Task prompt: Pick every line from the data below that contains the string "clock" and copy it.
##### Data #####
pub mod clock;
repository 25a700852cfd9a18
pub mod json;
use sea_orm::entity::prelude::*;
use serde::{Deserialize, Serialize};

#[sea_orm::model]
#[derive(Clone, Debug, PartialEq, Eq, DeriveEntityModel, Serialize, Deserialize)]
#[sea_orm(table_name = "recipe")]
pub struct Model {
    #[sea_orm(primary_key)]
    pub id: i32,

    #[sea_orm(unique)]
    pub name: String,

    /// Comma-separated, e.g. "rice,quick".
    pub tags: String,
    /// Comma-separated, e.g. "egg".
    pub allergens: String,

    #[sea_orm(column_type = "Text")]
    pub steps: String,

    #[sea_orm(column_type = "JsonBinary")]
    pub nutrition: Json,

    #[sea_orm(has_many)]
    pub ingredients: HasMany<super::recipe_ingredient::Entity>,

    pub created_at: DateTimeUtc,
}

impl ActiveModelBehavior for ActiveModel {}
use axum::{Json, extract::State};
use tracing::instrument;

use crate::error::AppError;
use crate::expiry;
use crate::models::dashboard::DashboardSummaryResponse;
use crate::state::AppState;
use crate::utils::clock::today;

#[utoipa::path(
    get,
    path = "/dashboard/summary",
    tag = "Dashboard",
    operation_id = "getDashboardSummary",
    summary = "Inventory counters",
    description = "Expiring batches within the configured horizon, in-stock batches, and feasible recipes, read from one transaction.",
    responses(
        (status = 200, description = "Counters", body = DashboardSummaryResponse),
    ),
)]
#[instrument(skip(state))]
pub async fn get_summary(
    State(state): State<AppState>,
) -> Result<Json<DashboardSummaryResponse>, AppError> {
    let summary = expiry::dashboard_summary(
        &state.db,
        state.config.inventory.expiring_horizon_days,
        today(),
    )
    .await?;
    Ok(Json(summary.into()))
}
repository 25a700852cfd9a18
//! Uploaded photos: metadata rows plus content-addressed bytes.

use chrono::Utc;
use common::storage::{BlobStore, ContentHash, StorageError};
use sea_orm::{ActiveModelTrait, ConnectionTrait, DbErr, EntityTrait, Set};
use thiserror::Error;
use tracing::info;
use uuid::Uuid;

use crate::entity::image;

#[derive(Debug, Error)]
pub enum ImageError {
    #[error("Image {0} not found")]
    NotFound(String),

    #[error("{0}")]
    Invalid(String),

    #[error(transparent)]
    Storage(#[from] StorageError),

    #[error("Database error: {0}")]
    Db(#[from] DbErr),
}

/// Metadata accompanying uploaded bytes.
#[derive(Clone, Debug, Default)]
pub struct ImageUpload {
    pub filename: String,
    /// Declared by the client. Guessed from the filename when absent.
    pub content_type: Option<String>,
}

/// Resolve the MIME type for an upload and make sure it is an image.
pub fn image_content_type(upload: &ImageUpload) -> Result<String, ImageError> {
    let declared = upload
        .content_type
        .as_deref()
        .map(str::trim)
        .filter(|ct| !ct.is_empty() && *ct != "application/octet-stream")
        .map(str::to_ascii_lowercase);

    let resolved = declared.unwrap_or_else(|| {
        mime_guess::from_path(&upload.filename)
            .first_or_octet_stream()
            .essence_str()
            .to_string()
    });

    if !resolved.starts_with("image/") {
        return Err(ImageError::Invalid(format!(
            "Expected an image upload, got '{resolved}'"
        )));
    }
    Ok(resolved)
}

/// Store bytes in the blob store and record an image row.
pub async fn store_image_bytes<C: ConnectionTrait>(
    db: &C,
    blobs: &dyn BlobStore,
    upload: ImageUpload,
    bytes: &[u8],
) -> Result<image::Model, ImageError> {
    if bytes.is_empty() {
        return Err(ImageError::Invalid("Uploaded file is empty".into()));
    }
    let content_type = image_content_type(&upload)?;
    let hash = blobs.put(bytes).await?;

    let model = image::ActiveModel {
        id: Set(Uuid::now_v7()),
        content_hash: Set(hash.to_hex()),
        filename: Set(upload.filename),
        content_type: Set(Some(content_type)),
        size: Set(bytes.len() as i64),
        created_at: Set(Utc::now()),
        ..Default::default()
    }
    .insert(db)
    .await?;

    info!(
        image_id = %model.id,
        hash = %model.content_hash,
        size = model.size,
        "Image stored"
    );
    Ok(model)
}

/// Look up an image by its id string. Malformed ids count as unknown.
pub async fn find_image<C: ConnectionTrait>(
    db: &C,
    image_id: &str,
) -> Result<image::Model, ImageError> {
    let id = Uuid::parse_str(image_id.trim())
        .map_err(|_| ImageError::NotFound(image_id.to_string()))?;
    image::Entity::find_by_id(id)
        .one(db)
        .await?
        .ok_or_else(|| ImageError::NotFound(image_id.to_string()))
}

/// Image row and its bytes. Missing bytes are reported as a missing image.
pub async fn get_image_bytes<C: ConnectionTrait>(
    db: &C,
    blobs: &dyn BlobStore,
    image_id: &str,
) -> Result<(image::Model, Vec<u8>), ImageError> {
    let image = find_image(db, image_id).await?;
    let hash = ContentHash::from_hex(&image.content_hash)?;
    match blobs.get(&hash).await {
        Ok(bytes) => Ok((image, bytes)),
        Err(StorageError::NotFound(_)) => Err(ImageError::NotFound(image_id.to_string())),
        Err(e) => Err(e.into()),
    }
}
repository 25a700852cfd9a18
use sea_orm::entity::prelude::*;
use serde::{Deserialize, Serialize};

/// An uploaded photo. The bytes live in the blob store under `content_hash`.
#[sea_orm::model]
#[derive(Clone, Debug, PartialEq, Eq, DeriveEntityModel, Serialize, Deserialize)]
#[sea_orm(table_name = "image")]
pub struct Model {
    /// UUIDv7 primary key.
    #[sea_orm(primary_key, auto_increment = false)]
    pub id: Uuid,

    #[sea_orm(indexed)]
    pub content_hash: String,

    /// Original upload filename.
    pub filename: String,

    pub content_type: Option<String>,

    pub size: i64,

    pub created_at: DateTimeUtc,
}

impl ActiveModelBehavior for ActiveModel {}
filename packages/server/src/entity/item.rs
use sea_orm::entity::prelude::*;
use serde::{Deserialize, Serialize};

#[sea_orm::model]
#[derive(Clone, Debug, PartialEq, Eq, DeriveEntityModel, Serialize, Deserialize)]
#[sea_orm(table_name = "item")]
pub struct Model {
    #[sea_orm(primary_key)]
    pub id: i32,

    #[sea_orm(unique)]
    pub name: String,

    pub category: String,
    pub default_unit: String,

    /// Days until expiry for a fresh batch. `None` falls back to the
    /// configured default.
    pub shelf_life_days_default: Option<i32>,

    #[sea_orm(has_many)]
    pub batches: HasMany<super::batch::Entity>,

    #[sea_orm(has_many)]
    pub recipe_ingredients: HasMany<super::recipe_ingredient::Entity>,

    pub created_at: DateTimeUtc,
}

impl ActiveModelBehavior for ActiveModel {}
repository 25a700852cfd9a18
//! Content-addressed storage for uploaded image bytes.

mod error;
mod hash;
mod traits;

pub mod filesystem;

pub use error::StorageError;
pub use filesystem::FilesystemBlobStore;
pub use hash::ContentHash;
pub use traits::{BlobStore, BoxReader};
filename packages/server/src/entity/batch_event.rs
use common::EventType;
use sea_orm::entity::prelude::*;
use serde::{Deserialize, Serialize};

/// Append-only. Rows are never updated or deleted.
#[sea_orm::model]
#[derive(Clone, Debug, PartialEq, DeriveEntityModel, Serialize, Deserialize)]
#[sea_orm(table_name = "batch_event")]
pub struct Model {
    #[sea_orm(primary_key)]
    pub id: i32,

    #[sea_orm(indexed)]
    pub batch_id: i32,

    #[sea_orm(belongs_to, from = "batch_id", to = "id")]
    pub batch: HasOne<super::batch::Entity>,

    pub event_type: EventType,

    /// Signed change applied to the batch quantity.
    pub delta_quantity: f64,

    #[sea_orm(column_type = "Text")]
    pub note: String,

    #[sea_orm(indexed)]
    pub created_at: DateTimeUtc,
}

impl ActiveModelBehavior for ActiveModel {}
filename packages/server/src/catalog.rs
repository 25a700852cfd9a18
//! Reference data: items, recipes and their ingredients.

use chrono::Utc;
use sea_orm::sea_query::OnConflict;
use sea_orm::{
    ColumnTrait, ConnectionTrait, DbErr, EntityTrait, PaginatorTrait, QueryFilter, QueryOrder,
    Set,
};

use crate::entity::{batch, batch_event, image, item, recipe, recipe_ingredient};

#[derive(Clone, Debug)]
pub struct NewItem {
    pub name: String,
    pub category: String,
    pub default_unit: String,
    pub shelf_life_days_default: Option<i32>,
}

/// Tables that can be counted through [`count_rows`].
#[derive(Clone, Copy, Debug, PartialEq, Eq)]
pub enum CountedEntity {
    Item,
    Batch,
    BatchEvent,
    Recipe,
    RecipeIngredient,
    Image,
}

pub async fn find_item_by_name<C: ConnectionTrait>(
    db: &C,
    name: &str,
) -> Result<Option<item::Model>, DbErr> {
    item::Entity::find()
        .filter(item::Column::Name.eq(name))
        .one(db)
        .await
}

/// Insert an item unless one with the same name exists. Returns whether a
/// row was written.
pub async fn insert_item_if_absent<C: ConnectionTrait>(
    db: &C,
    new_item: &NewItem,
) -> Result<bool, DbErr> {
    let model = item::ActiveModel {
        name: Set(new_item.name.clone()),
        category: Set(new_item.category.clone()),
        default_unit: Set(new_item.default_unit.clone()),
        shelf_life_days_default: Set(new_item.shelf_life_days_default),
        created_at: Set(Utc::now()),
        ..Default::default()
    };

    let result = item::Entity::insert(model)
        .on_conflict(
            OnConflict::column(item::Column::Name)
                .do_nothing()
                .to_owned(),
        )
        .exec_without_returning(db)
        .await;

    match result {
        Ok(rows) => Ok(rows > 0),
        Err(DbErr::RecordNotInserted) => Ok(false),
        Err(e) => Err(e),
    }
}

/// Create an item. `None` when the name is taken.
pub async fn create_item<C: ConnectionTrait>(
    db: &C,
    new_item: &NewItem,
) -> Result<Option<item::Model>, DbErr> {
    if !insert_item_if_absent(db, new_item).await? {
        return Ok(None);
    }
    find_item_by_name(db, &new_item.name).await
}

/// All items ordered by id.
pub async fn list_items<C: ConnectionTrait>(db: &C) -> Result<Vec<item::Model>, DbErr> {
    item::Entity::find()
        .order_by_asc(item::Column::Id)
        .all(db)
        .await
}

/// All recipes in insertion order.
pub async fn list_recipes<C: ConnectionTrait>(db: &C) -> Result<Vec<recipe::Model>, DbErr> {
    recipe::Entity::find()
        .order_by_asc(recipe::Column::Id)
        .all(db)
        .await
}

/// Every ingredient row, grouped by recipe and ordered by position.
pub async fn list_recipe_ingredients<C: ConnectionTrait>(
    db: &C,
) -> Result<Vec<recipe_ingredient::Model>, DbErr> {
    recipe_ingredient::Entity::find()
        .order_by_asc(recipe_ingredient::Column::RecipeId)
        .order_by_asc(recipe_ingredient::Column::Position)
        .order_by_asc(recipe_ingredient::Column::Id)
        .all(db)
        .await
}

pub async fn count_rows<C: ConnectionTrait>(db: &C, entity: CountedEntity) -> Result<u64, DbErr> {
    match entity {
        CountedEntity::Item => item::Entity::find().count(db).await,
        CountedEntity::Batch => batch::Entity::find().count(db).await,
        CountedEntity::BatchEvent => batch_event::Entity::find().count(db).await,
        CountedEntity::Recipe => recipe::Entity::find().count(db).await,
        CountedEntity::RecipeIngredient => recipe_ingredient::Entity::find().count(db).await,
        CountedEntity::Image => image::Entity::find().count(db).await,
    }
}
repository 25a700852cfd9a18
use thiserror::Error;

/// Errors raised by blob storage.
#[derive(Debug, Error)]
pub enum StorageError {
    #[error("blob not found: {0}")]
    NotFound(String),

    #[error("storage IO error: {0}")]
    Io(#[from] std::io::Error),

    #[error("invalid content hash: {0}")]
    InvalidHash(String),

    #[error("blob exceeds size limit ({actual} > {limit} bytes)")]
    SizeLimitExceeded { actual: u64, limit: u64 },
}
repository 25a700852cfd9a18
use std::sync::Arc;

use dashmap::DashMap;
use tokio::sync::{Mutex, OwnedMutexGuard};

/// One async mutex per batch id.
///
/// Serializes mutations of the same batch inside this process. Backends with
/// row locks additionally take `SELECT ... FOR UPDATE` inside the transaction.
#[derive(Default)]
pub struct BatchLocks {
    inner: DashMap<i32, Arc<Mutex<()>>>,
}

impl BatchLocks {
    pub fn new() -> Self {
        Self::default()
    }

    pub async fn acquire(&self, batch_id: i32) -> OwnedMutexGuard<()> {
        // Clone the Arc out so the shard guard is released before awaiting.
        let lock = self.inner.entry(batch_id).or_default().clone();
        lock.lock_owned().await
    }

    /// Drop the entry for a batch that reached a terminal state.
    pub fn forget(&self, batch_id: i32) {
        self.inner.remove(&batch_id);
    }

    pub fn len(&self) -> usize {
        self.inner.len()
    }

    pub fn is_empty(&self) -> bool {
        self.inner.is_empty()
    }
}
#####
Response:
pub mod clock;
use crate::utils::clock::today;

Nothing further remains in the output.